Future enforcement actions may be filed under stronger pending legislation, Elkin says. California's Consumer Protection Against Spyware Act is set to go into effect on Jan. 1. Congress is considering similar anti-spyware legislation.

While the FTC has not taken a position on this legislation, Parnes says, it does recognize that spyware is a growing problem. She also notes that Congress is considering cross-border fraud legislation, which would be particularly helpful in going after lawbreakers located overseas.

While the FTC lacks data to determine the extent of the spyware problem, the agency in April held a workshop on spyware at which Dell reported that from 10% to 12% of its tech-support calls can be blamed on spyware, and Microsoft reported that 50% of Windows crashes are caused by spyware.
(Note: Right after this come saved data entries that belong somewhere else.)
use actix_web::{HttpResponse, ResponseError, http::StatusCode};
use derive_more::Display;
use serde_json::json;

/// Error taxonomy surfaced to API callers. Every variant carries a
/// human-readable message; none of these are retried internally.
#[derive(Debug, Display)]
pub enum ApiError {
    #[display(fmt = "{}", _0)]
    Validation(String),
    #[display(fmt = "{}", _0)]
    Unauthorized(String),
    #[display(fmt = "{}", _0)]
    Forbidden(String),
    #[display(fmt = "{}", _0)]
    NotFound(String),
    #[display(fmt = "{}", _0)]
    Conflict(String),
    #[display(fmt = "{}", _0)]
    Internal(String),
}

impl ResponseError for ApiError {
    fn status_code(&self) -> StatusCode {
        match self {
            ApiError::Validation(_) => StatusCode::BAD_REQUEST,
            ApiError::Unauthorized(_) => StatusCode::UNAUTHORIZED,
            ApiError::Forbidden(_) => StatusCode::FORBIDDEN,
            ApiError::NotFound(_) => StatusCode::NOT_FOUND,
            ApiError::Conflict(_) => StatusCode::CONFLICT,
            ApiError::Internal(_) => StatusCode::INTERNAL_SERVER_ERROR,
        }
    }

    fn error_response(&self) -> HttpResponse {
        // Internal details stay in the logs, not in the response body.
        let message = match self {
            ApiError::Internal(_) => "Internal Server Error".to_string(),
            other => other.to_string(),
        };
        HttpResponse::build(self.status_code()).json(json!({ "message": message }))
    }
}

impl From<sqlx::Error> for ApiError {
    fn from(e: sqlx::Error) -> Self {
        tracing::error!(error = %e, "database operation failed");
        ApiError::Internal(e.to_string())
    }
}

#[cfg(test)]
mod tests {
    use super::*;

    #[test]
    fn status_codes_follow_the_taxonomy() {
        assert_eq!(
            ApiError::Validation("x".into()).status_code(),
            StatusCode::BAD_REQUEST
        );
        assert_eq!(
            ApiError::Unauthorized("x".into()).status_code(),
            StatusCode::UNAUTHORIZED
        );
        assert_eq!(
            ApiError::Forbidden("x".into()).status_code(),
            StatusCode::FORBIDDEN
        );
        assert_eq!(
            ApiError::NotFound("x".into()).status_code(),
            StatusCode::NOT_FOUND
        );
        assert_eq!(
            ApiError::Conflict("x".into()).status_code(),
            StatusCode::CONFLICT
        );
    }

    #[test]
    fn internal_message_is_not_leaked() {
        let resp = ApiError::Internal("connection refused at 10.0.0.3".into()).error_response();
        assert_eq!(resp.status(), StatusCode::INTERNAL_SERVER_ERROR);
    }
}
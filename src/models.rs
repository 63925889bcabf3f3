use serde::{Deserialize, Serialize};
use utoipa::ToSchema;

#[derive(Deserialize, ToSchema)]
pub struct LoginReqDto {
    #[schema(example = "mrossi")]
    pub username: String,
    #[schema(example = "secret123")]
    pub password: String,
}

#[derive(Serialize, ToSchema)]
pub struct UserProfile {
    #[schema(example = 1)]
    pub id: u64,
    #[schema(example = "mrossi")]
    pub username: String,
    #[schema(example = "m.rossi@company.com")]
    pub email: String,
    #[schema(example = "employee")]
    pub role: String,
}

#[derive(Serialize, ToSchema)]
pub struct LoginResponse {
    pub access_token: String,
    #[schema(example = "bearer")]
    pub token_type: String,
    pub user: UserProfile,
}

#[derive(Deserialize, ToSchema)]
pub struct ChangePasswordDto {
    pub current_password: String,
    pub new_password: String,
}

#[derive(Debug, Serialize, Deserialize)]
pub struct Claims {
    /// User id of the bearer.
    pub sub: u64,
    pub username: String,
    /// Role id, see `model::role::Role`.
    pub role: u8,
    pub exp: usize,
    pub jti: String,
}
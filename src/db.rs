use crate::auth::password::hash_password;
use crate::model::role::Role;
use chrono::Utc;
use sqlx::MySqlPool;
use tracing::warn;

pub async fn init_db(database_url: &str) -> MySqlPool {
    MySqlPool::connect(database_url)
        .await
        .expect("Failed to connect to database")
}

/// Provisions the default admin account on first start so the system is
/// reachable before any employee exists. The default password must be
/// changed through /change-password.
pub async fn ensure_admin_account(pool: &MySqlPool) -> Result<(), sqlx::Error> {
    let admin_exists = sqlx::query_scalar::<_, bool>(
        "SELECT EXISTS(SELECT 1 FROM users WHERE role_id = ? LIMIT 1)",
    )
    .bind(Role::Admin.id())
    .fetch_one(pool)
    .await?;

    if admin_exists {
        return Ok(());
    }

    sqlx::query(
        r#"
        INSERT INTO users (username, email, password_hash, role_id, is_active, created_at)
        VALUES (?, ?, ?, ?, TRUE, ?)
        "#,
    )
    .bind("admin")
    .bind("admin@company.com")
    .bind(hash_password("admin123"))
    .bind(Role::Admin.id())
    .bind(Utc::now())
    .execute(pool)
    .await?;

    warn!("Admin account created with default credentials (admin/admin123) - change the password");

    Ok(())
}
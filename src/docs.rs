use crate::api::admin::{
    AdminSettingsDto, CreateEmployeeDto, DashboardStats, DecisionPayload, EmployeeSummary,
};
use crate::api::leave_request::LeaveRequestPayload;
use crate::api::stats::YearStats;
use crate::model::leave_request::{LeaveRequestRow, LeaveType, RequestStatus};
use crate::models::{ChangePasswordDto, LoginReqDto, LoginResponse, UserProfile};
use utoipa::openapi::security::{HttpAuthScheme, HttpBuilder, SecurityScheme};
use utoipa::{Modify, OpenApi, openapi};

#[derive(OpenApi)]
#[openapi(
    info(
        title = "Leave Management API",
        version = "1.0.0",
        description = r#"
## Leave Management System

Employees submit vacation (ferie), permit (permesso) and sick-leave
(malattia) requests; an administrator approves or rejects them and
follows aggregate statistics.

### Security
All endpoints except `/login` require a JWT bearer token.
"#,
    ),
    paths(
        crate::auth::handlers::login,
        crate::auth::handlers::change_password,

        crate::api::leave_request::create_request,
        crate::api::leave_request::list_requests,
        crate::api::leave_request::update_request,
        crate::api::leave_request::delete_request,

        crate::api::stats::years,
        crate::api::stats::stats,

        crate::api::admin::dashboard,
        crate::api::admin::decide_request,
        crate::api::admin::create_employee,
        crate::api::admin::list_employees,
        crate::api::admin::update_settings
    ),
    components(
        schemas(
            LoginReqDto,
            LoginResponse,
            UserProfile,
            ChangePasswordDto,
            LeaveRequestPayload,
            LeaveRequestRow,
            LeaveType,
            RequestStatus,
            YearStats,
            DashboardStats,
            DecisionPayload,
            CreateEmployeeDto,
            EmployeeSummary,
            AdminSettingsDto
        )
    ),
    modifiers(&SecurityAddon),
    tags(
        (name = "Auth", description = "Login and password management"),
        (name = "Requests", description = "Employee leave request APIs"),
        (name = "Stats", description = "Yearly statistics APIs"),
        (name = "Admin", description = "Administrator APIs"),
    )
)]
pub struct ApiDoc;

struct SecurityAddon;

impl Modify for SecurityAddon {
    fn modify(&self, openapi: &mut openapi::OpenApi) {
        if let Some(components) = openapi.components.as_mut() {
            components.add_security_scheme(
                "bearer_auth",
                SecurityScheme::Http(
                    HttpBuilder::new()
                        .scheme(HttpAuthScheme::Bearer)
                        .bearer_format("JWT")
                        .build(),
                ),
            );
        }
    }
}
According to the FTC's complaint, the defendants exploited vulnerabilities in certain versions of the Microsoft Internet Explorer Web browser to change users' home pages, modify the browser's search engine, download advertising and other software programs, and deliver "an incessant stream of pop-up advertisements."

During the question-and-answer session after the announcement, one journalist asked whether the commission recommended that consumers use a browser other than Internet Explorer that might be less vulnerable to attack. Parnes said the commission doesn't make such recommendations.